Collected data
______________________________
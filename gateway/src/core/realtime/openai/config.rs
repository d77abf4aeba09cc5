//! OpenAI Realtime API configuration types.
//!
//! This module contains configuration types for OpenAI's Realtime API:
//! - Model selection
//! - Voice selection
//! - Audio format configuration
//! - Modalities

use serde::{Deserialize, Serialize};

/// OpenAI Realtime API WebSocket endpoint.
pub const OPENAI_REALTIME_URL: &str = "wss://api.openai.com/v1/realtime";

/// Beta header value required by the Realtime API.
pub const OPENAI_BETA_HEADER: &str = "realtime=v1";

// =============================================================================
// Models
// =============================================================================

/// Supported OpenAI Realtime models.
#[derive(Debug, Clone, Copy, PartialEq, Eq, Default, Serialize, Deserialize)]
pub enum OpenAIRealtimeModel {
    /// GPT-4o Realtime Preview model
    #[serde(rename = "gpt-4o-realtime-preview")]
    Gpt4oRealtimePreview,
    /// GPT-4o Realtime Preview 2024-10-01 (default)
    #[default]
    #[serde(rename = "gpt-4o-realtime-preview-2024-10-01")]
    Gpt4oRealtimePreview20241001,
    /// GPT-4o Realtime Preview 2024-12-17
    #[serde(rename = "gpt-4o-realtime-preview-2024-12-17")]
    Gpt4oRealtimePreview20241217,
    /// GPT-4o Mini Realtime Preview
    #[serde(rename = "gpt-4o-mini-realtime-preview")]
    Gpt4oMiniRealtimePreview,
    /// GPT-4o Mini Realtime Preview 2024-12-17
    #[serde(rename = "gpt-4o-mini-realtime-preview-2024-12-17")]
    Gpt4oMiniRealtimePreview20241217,
}

impl OpenAIRealtimeModel {
    /// Convert to the API parameter value.
    #[inline]
    pub fn as_str(&self) -> &'static str {
        match self {
            Self::Gpt4oRealtimePreview => "gpt-4o-realtime-preview",
            Self::Gpt4oRealtimePreview20241001 => "gpt-4o-realtime-preview-2024-10-01",
            Self::Gpt4oRealtimePreview20241217 => "gpt-4o-realtime-preview-2024-12-17",
            Self::Gpt4oMiniRealtimePreview => "gpt-4o-mini-realtime-preview",
            Self::Gpt4oMiniRealtimePreview20241217 => "gpt-4o-mini-realtime-preview-2024-12-17",
        }
    }

    /// Parse a model name; `None` if it is not a known realtime model.
    pub fn parse(s: &str) -> Option<Self> {
        match s.trim().to_lowercase().as_str() {
            "gpt-4o-realtime-preview" => Some(Self::Gpt4oRealtimePreview),
            "gpt-4o-realtime-preview-2024-10-01" => Some(Self::Gpt4oRealtimePreview20241001),
            "gpt-4o-realtime-preview-2024-12-17" => Some(Self::Gpt4oRealtimePreview20241217),
            "gpt-4o-mini-realtime-preview" => Some(Self::Gpt4oMiniRealtimePreview),
            "gpt-4o-mini-realtime-preview-2024-12-17" => {
                Some(Self::Gpt4oMiniRealtimePreview20241217)
            }
            _ => None,
        }
    }

    /// Parse from string, with fallback to default.
    pub fn from_str_or_default(s: &str) -> Self {
        Self::parse(s).unwrap_or_default()
    }
}

impl std::fmt::Display for OpenAIRealtimeModel {
    fn fmt(&self, f: &mut std::fmt::Formatter<'_>) -> std::fmt::Result {
        write!(f, "{}", self.as_str())
    }
}

// =============================================================================
// Voices
// =============================================================================

/// Available voices for OpenAI Realtime API.
#[derive(Debug, Clone, Copy, PartialEq, Eq, Default, Serialize, Deserialize)]
#[serde(rename_all = "lowercase")]
pub enum OpenAIRealtimeVoice {
    /// Alloy voice (default)
    #[default]
    Alloy,
    /// Ash voice
    Ash,
    /// Ballad voice
    Ballad,
    /// Coral voice
    Coral,
    /// Echo voice
    Echo,
    /// Sage voice
    Sage,
    /// Shimmer voice
    Shimmer,
    /// Verse voice
    Verse,
}

impl OpenAIRealtimeVoice {
    /// Convert to the API parameter value.
    #[inline]
    pub fn as_str(&self) -> &'static str {
        match self {
            Self::Alloy => "alloy",
            Self::Ash => "ash",
            Self::Ballad => "ballad",
            Self::Coral => "coral",
            Self::Echo => "echo",
            Self::Sage => "sage",
            Self::Shimmer => "shimmer",
            Self::Verse => "verse",
        }
    }

    pub fn parse(s: &str) -> Option<Self> {
        match s.trim().to_lowercase().as_str() {
            "alloy" => Some(Self::Alloy),
            "ash" => Some(Self::Ash),
            "ballad" => Some(Self::Ballad),
            "coral" => Some(Self::Coral),
            "echo" => Some(Self::Echo),
            "sage" => Some(Self::Sage),
            "shimmer" => Some(Self::Shimmer),
            "verse" => Some(Self::Verse),
            _ => None,
        }
    }

    /// Parse from string, with fallback to default.
    pub fn from_str_or_default(s: &str) -> Self {
        Self::parse(s).unwrap_or_default()
    }
}

impl std::fmt::Display for OpenAIRealtimeVoice {
    fn fmt(&self, f: &mut std::fmt::Formatter<'_>) -> std::fmt::Result {
        write!(f, "{}", self.as_str())
    }
}

// =============================================================================
// Audio Formats
// =============================================================================

/// Supported audio formats for OpenAI Realtime API.
///
/// Telephony streams are G.711 u-law, which is the default here.
#[derive(Debug, Clone, Copy, PartialEq, Eq, Default, Serialize, Deserialize)]
#[serde(rename_all = "lowercase")]
pub enum OpenAIRealtimeAudioFormat {
    /// PCM 16-bit signed little-endian
    Pcm16,
    /// G.711 u-law (8-bit)
    #[default]
    #[serde(rename = "g711_ulaw")]
    G711Ulaw,
    /// G.711 a-law (8-bit)
    #[serde(rename = "g711_alaw")]
    G711Alaw,
}

impl OpenAIRealtimeAudioFormat {
    /// Convert to the API parameter value.
    #[inline]
    pub fn as_str(&self) -> &'static str {
        match self {
            Self::Pcm16 => "pcm16",
            Self::G711Ulaw => "g711_ulaw",
            Self::G711Alaw => "g711_alaw",
        }
    }

    /// Get the sample rate for this format.
    #[inline]
    pub fn sample_rate(&self) -> u32 {
        match self {
            Self::Pcm16 => 24000,
            Self::G711Ulaw | Self::G711Alaw => 8000,
        }
    }

    /// Parse an API name or a telephony MIME type.
    pub fn parse(s: &str) -> Option<Self> {
        match s.trim().to_lowercase().as_str() {
            "pcm16" | "pcm" | "linear16" => Some(Self::Pcm16),
            "g711_ulaw" | "ulaw" | "mulaw" | "audio/x-mulaw" => Some(Self::G711Ulaw),
            "g711_alaw" | "alaw" | "audio/x-alaw" => Some(Self::G711Alaw),
            _ => None,
        }
    }

    /// Parse from string, with fallback to default.
    pub fn from_str_or_default(s: &str) -> Self {
        Self::parse(s).unwrap_or_default()
    }
}

impl std::fmt::Display for OpenAIRealtimeAudioFormat {
    fn fmt(&self, f: &mut std::fmt::Formatter<'_>) -> std::fmt::Result {
        write!(f, "{}", self.as_str())
    }
}

// =============================================================================
// Modalities
// =============================================================================

/// Output modalities for OpenAI Realtime API.
#[derive(Debug, Clone, Copy, PartialEq, Eq, Serialize, Deserialize)]
#[serde(rename_all = "lowercase")]
pub enum Modality {
    /// Text output
    Text,
    /// Audio output
    Audio,
}

impl Modality {
    /// Convert to the API parameter value.
    #[inline]
    pub fn as_str(&self) -> &'static str {
        match self {
            Self::Text => "text",
            Self::Audio => "audio",
        }
    }

    /// Modalities requested for a phone call: transcripts plus speech.
    pub fn text_and_audio() -> Vec<String> {
        vec![Self::Text.as_str().to_string(), Self::Audio.as_str().to_string()]
    }
}

// =============================================================================
// Tests
// =============================================================================
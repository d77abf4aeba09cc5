use std::sync::Arc;

use axum::{Json, extract::State};
use serde::Serialize;

use crate::state::AppState;

#[derive(Debug, Serialize)]
pub struct HealthResponse {
    pub status: &'static str,
    pub active_calls: usize,
}

/// Liveness probe, also reporting how many calls are being relayed.
pub async fn health_check(State(state): State<Arc<AppState>>) -> Json<HealthResponse> {
    Json(HealthResponse {
        status: "OK",
        active_calls: state.active_calls(),
    })
}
______________________________
> _About this exercise_
One number is the whole answer: how many lines in the records contain "Supported".

> _Answer to the problem_
2